» Data excerpts:
-------
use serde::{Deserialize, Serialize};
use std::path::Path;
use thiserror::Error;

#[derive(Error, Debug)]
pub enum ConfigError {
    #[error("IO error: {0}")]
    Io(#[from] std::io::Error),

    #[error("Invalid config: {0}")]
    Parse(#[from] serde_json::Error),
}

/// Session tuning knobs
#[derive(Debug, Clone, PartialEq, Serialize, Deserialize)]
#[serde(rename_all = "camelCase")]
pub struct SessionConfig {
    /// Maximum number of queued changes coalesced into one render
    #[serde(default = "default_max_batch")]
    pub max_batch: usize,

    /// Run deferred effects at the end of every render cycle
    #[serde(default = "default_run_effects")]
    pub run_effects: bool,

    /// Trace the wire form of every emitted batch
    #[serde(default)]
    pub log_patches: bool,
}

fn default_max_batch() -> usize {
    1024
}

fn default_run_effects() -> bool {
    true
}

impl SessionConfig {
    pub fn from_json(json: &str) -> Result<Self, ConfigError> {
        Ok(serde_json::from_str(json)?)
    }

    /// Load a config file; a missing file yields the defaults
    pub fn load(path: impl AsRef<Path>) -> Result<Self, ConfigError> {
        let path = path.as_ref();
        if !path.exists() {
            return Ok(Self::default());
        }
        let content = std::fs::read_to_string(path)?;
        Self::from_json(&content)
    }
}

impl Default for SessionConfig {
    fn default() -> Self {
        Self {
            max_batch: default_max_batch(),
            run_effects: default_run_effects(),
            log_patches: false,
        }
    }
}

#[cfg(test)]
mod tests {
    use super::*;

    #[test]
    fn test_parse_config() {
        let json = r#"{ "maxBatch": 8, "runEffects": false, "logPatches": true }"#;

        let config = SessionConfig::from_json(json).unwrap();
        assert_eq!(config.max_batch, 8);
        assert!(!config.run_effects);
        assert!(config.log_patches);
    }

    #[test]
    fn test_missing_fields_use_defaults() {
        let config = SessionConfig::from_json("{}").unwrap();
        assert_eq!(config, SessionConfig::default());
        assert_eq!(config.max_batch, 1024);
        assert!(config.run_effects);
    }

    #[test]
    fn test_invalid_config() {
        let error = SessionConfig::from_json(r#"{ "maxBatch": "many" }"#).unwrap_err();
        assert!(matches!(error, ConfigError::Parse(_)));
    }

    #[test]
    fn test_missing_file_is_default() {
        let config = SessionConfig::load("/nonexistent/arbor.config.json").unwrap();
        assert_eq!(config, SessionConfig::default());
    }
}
-------
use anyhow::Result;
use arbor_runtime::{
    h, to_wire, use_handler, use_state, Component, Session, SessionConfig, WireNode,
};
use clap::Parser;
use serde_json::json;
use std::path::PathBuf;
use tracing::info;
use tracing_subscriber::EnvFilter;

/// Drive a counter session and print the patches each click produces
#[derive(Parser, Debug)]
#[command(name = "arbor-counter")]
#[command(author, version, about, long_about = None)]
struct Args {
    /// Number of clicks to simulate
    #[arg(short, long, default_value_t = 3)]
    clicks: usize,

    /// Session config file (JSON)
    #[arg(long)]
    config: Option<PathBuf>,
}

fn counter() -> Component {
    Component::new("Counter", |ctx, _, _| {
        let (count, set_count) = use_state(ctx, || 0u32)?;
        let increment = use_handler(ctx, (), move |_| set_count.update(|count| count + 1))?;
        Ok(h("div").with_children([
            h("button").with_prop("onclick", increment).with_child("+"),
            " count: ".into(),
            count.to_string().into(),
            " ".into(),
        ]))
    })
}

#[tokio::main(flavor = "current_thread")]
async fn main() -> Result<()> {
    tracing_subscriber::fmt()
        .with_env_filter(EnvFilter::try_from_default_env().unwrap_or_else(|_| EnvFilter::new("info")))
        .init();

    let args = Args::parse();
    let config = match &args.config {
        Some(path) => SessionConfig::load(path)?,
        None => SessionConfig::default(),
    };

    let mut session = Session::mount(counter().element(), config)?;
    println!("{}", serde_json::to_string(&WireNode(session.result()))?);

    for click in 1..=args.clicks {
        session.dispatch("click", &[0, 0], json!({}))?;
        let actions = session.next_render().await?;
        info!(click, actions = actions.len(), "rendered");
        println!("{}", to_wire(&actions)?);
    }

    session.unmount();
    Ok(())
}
-------
Your reply should be only the count of lines in the entries above that contain the word "PathBuf".

2